De súbito, me desperté con la escalofriante sensación de que dos agujas me atravesaban el pecho profunda y simultáneamente. Proferí un grito. La joven dio un salto hacia atrás, cayendo al suelo, y me pareció que se escondía debajo de la cama.
Por primera vez sentí miedo y me puse a gritar con todas mis fuerzas. La niñera, la camarera y el ama acudieron precipitadamente, pero cuando les conté lo que me había ocurrido estallaron en risas, a la vez que trataban de tranquilizarme. Aunque yo era solamente una niña, recuerdo sus rostros pálidos y su angustia mal disimulada. Las vi buscar debajo de la cama, por todos los rincones de la habitación, en el armario, y oí a mi ama susurrar a la niñera:
—¡Mira! Alguien se ha echado en la cama, junto a la niña. Aún está caliente.
Recuerdo que la camarera me acarició y que las tres mujeres examinaron mi pecho, en el punto donde yo les dije que había sentido la punzada. Me aseguraron que no se veía ninguna señal.
El día siguiente lo pasé en un continuo estado de terror: no podía quedarme sola un instante, ni siquiera a plena luz del día.
Recuerdo a mi padre junto a mi cama, hablándome en tono festivo, así como preguntando a la niñera y riéndose de sus respuestas. Luego hacía muecas, me abrazaba y me aseguraba que todo había sido un sueño sin importancia.
Pero yo no estaba tranquila, porque sabía que la visita de aquella extraña criatura no había sido un sueño.
He olvidado todos mis recuerdos anteriores a este acontecimiento, y muchos de los posteriores, pero la escena que acabo de describir aparece vivida en mi mente como los cuadros de una fantasmagoría surgiendo de la oscuridad.
Una tarde de verano, particularmente apacible, mi padre me pidió que le acompañara a dar un paseo por el maravilloso bosque que se extiende ante el castillo.
—El general Spieldorf no vendrá a visitarnos, como esperábamos —me dijo, durante el paseo.
Nuestro vecino debía pasar varias semanas en el castillo. Con él debía venir también su joven sobrina y pupila, la señorita Reinfelt. Yo no conocía a la señorita Reinfelt, pero me la habían descrito como una joven encantadora. Quedé muy desilusionada ante la noticia que acababa de darme mi padre; mucho más de lo que pueda imaginar alguien que viva habitualmente en la ciudad. Aquella visita, y la nueva amistad que seguramente había de surgir de ella, había sido objeto diario de mis pensamientos durante muchas semanas.
—¿Cuándo vendrán? —pregunté.
—El próximo otoño.
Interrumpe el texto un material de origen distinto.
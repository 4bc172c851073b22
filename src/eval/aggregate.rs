use std::collections::BTreeMap;

use chrono::NaiveDate;

use crate::models::PredictionResult;
use crate::utils::odds::fixed_vig_roi;

/// Win/loss tally for a single day of decided bets.
#[derive(Debug, Clone, Copy, Default, PartialEq, Eq)]
pub struct DayRecord {
    pub wins: u32,
    pub losses: u32,
}

/// How the model did against one market (spread or total) over a run.
#[derive(Debug, Clone, Default)]
pub struct MarketSummary {
    /// Games that had both a market line and a settled outcome.
    pub compared: usize,
    /// Root-mean-square error of the market line vs the realized outcome.
    pub market_rmse: f64,
    /// Root-mean-square error of the model's prediction vs the outcome.
    pub model_rmse: f64,
    pub wins: u32,
    pub losses: u32,
    pub daily: BTreeMap<NaiveDate, DayRecord>,
    /// Return on investment at fixed vig over every decided bet.
    pub roi: f64,
}

impl MarketSummary {
    /// Day with the most wins; ties go to the earliest date.
    pub fn best_day(&self) -> Option<(NaiveDate, DayRecord)> {
        self.daily
            .iter()
            .fold(None, |best: Option<(NaiveDate, DayRecord)>, (date, rec)| {
                match best {
                    Some((_, b)) if rec.wins <= b.wins => best,
                    _ => Some((*date, *rec)),
                }
            })
    }

    /// Day with the most losses; ties go to the earliest date.
    pub fn worst_day(&self) -> Option<(NaiveDate, DayRecord)> {
        self.daily
            .iter()
            .fold(None, |worst: Option<(NaiveDate, DayRecord)>, (date, rec)| {
                match worst {
                    Some((_, w)) if rec.losses <= w.losses => worst,
                    _ => Some((*date, *rec)),
                }
            })
    }

    pub fn record(&self) -> String {
        format!("{}-{}", self.wins, self.losses)
    }
}

/// Whether the model beat the market on one decided bet: the model's pick
/// wins iff the model and the realized outcome land on the same side of the
/// market line. A model sitting exactly on the line has no pick, and an
/// outcome exactly on the line is a push; neither is a decided bet.
pub fn beats_market(market: f64, model: f64, actual: f64) -> Option<bool> {
    let model_diff = market - model;
    let actual_diff = market - actual;
    if model_diff == 0.0 || actual_diff == 0.0 {
        return None;
    }
    Some(model_diff.signum() == actual_diff.signum())
}

#[derive(Default)]
struct MarketAccum {
    sq_market: f64,
    sq_model: f64,
    compared: usize,
    wins: u32,
    losses: u32,
    daily: BTreeMap<NaiveDate, DayRecord>,
}

impl MarketAccum {
    fn add(&mut self, date: NaiveDate, market: f64, model: f64, actual: f64) {
        self.compared += 1;
        self.sq_market += (market - actual) * (market - actual);
        self.sq_model += (model - actual) * (model - actual);

        if let Some(win) = beats_market(market, model, actual) {
            let day = self.daily.entry(date).or_default();
            if win {
                self.wins += 1;
                day.wins += 1;
            } else {
                self.losses += 1;
                day.losses += 1;
            }
        }
    }

    fn finish(self) -> MarketSummary {
        let rmse = |sq: f64| {
            if self.compared == 0 {
                0.0
            } else {
                (sq / self.compared as f64).sqrt()
            }
        };
        MarketSummary {
            compared: self.compared,
            market_rmse: rmse(self.sq_market),
            model_rmse: rmse(self.sq_model),
            wins: self.wins,
            losses: self.losses,
            roi: fixed_vig_roi(self.wins, self.losses),
            daily: self.daily,
        }
    }
}

/// Aggregate statistics for one evaluation run.
#[derive(Debug, Clone, Default)]
pub struct BacktestSummary {
    pub predicted: usize,
    pub spread: MarketSummary,
    pub total: MarketSummary,
}

/// Score every predicted game that has a market line and a settled outcome.
/// Games missing either contribute nothing, by design: a forward test's
/// unsettled games and odds-less small-conference games flow through here
/// without error.
pub fn summarize(results: &[PredictionResult]) -> BacktestSummary {
    let mut spread = MarketAccum::default();
    let mut total = MarketAccum::default();

    for result in results {
        let game = &result.game;
        let Some(odds) = game.odds else { continue };

        if let (Some(line), Some(actual)) = (
            odds.spread.and_then(|l| l.value()),
            game.final_spread(),
        ) {
            spread.add(game.game_date, line, result.predicted_away_spread, actual);
        }

        if let (Some(line), Some(actual)) = (
            odds.over_under.and_then(|l| l.value()),
            game.final_total(),
        ) {
            total.add(game.game_date, line, result.predicted_total, actual);
        }
    }

    BacktestSummary {
        predicted: results.len(),
        spread: spread.finish(),
        total: total.finish(),
    }
}

#[cfg(test)]
mod tests {
    use super::*;
    use crate::models::{Game, GameOdds, MarketLine};

    fn date(day: u32) -> NaiveDate {
        NaiveDate::from_ymd_opt(2025, 1, day).unwrap()
    }

    fn line(value: f64) -> Option<MarketLine> {
        Some(MarketLine {
            opening: None,
            current: Some(value),
        })
    }

    fn result(
        day: u32,
        spread_line: Option<f64>,
        total_line: Option<f64>,
        away: u32,
        home: u32,
        pred_away: f64,
        pred_home: f64,
    ) -> PredictionResult {
        let odds = if spread_line.is_some() || total_line.is_some() {
            Some(GameOdds {
                spread: spread_line.and_then(line),
                over_under: total_line.and_then(line),
                moneyline: None,
            })
        } else {
            None
        };
        PredictionResult {
            game: Game {
                game_date: date(day),
                game_time: "7:00 PM".to_string(),
                away_team: "Away".to_string(),
                home_team: "Home".to_string(),
                neutral_site: false,
                away_points: Some(away),
                home_points: Some(home),
                odds,
            },
            predicted_away_points: pred_away,
            predicted_home_points: pred_home,
            predicted_away_spread: pred_home - pred_away,
            predicted_total: pred_home + pred_away,
            predicted_away_moneyline: -110,
            predicted_home_moneyline: -110,
        }
    }

    #[test]
    fn test_beats_market_sign_rule() {
        // Model and outcome under the line together: win.
        assert_eq!(beats_market(2.0, 4.0, 6.0), Some(true));
        // Model under, outcome over: loss.
        assert_eq!(beats_market(0.0, -5.0, 5.0), Some(false));
        // Model above the line, outcome below it: loss.
        assert_eq!(beats_market(-6.0, -4.0, -10.0), Some(false));
        // Model exactly on the line: no pick.
        assert_eq!(beats_market(-6.0, -6.0, -10.0), None);
        // Outcome exactly on the line: push.
        assert_eq!(beats_market(-6.0, -4.0, -6.0), None);
    }

    #[test]
    fn test_two_spread_wins_same_day() {
        // Game 1: market -6, model -8, realized -10. Game 2: market +2,
        // model +4, realized +6. Both picks land with the outcome.
        let results = vec![
            result(11, Some(-6.0), None, 80, 70, 79.0, 71.0),
            result(11, Some(2.0), None, 70, 76, 70.0, 74.0),
        ];
        let summary = summarize(&results);

        assert_eq!(summary.spread.wins, 2);
        assert_eq!(summary.spread.losses, 0);
        assert_eq!(
            summary.spread.daily[&date(11)],
            DayRecord { wins: 2, losses: 0 }
        );
        // ROI = 100 * (2*210 - 2*110) / (2*110)
        assert!((summary.spread.roi - 90.909).abs() < 0.01);

        // RMSE: market misses by 4 on both games, the model by 2.
        assert!((summary.spread.market_rmse - 4.0).abs() < 1e-9);
        assert!((summary.spread.model_rmse - 2.0).abs() < 1e-9);
    }

    #[test]
    fn test_game_without_market_data_is_skipped() {
        let mut no_odds = result(11, None, None, 0, 0, 70.2, 75.8);
        no_odds.game.away_points = None;
        no_odds.game.home_points = None;

        let summary = summarize(&[no_odds]);
        assert_eq!(summary.predicted, 1);
        assert_eq!(summary.spread.compared, 0);
        assert_eq!(summary.total.compared, 0);
        assert_eq!(summary.spread.roi, 0.0);
    }

    #[test]
    fn test_unsettled_game_with_odds_is_skipped() {
        let mut unsettled = result(11, Some(-3.0), Some(140.0), 0, 0, 70.0, 75.0);
        unsettled.game.away_points = None;
        unsettled.game.home_points = None;

        let summary = summarize(&[unsettled]);
        assert_eq!(summary.spread.compared, 0);
        assert_eq!(summary.total.compared, 0);
    }

    #[test]
    fn test_totals_use_the_same_rule() {
        // Market total 145, model 150, realized 150: model called the over.
        let summary = summarize(&[result(11, None, Some(145.0), 80, 70, 79.0, 71.0)]);
        assert_eq!(summary.total.wins, 1);
        assert_eq!(summary.total.losses, 0);
        // Realized total exactly on the line is a push.
        let summary = summarize(&[result(11, None, Some(150.0), 80, 70, 79.0, 71.0)]);
        assert_eq!(summary.total.wins + summary.total.losses, 0);
        assert_eq!(summary.total.compared, 1);
    }

    #[test]
    fn test_best_and_worst_days() {
        let results = vec![
            // Day 11: 1 win.
            result(11, Some(-6.0), None, 80, 70, 79.0, 71.0),
            // Day 12: 2 wins.
            result(12, Some(-6.0), None, 80, 70, 79.0, 71.0),
            result(12, Some(2.0), None, 70, 76, 70.0, 74.0),
            // Day 13: 1 loss (model above the line, outcome below).
            result(13, Some(-6.0), None, 70, 60, 71.0, 67.0),
        ];
        let summary = summarize(&results);

        let (best_date, best) = summary.spread.best_day().unwrap();
        assert_eq!(best_date, date(12));
        assert_eq!(best, DayRecord { wins: 2, losses: 0 });

        let (worst_date, worst) = summary.spread.worst_day().unwrap();
        assert_eq!(worst_date, date(13));
        assert_eq!(worst, DayRecord { wins: 0, losses: 1 });
    }

    #[test]
    fn test_empty_run_summarizes_cleanly() {
        let summary = summarize(&[]);
        assert_eq!(summary.predicted, 0);
        assert_eq!(summary.spread.market_rmse, 0.0);
        assert!(summary.spread.best_day().is_none());
    }
}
Dentro de un par de meses —respondió mi padre, y añadió—: Me alegro, querida, de que no hayas conocido a la señorita Reinfelt.
—¿Por qué? —inquirí, molesta y curiosa al mismo tiempo.
—Porque la pobre muchacha ha muerto.
Quedé sumamente impresionada. El general Spieldorf decía en su última carta, seis o siete semanas antes, que su sobrina no se encontraba muy bien, pero nada hacía pensar en la posibilidad, ni siquiera remota, de un grave peligro.
—Aquí tienes la carta del general —continuó mi padre, entregándomela—. Me parece que está muy trastornado. Indudablemente, cuando escribió la carta se hallaba muy excitado.
Nos sentamos en un banco de piedra, junto al sendero de los tilos. El sol desaparecía con todo su melancólico esplendor detrás del horizonte selvático, y el torrente que discurría junto a nuestra mansión reflejaba el colorido escarlata del cielo, cada vez más pálido.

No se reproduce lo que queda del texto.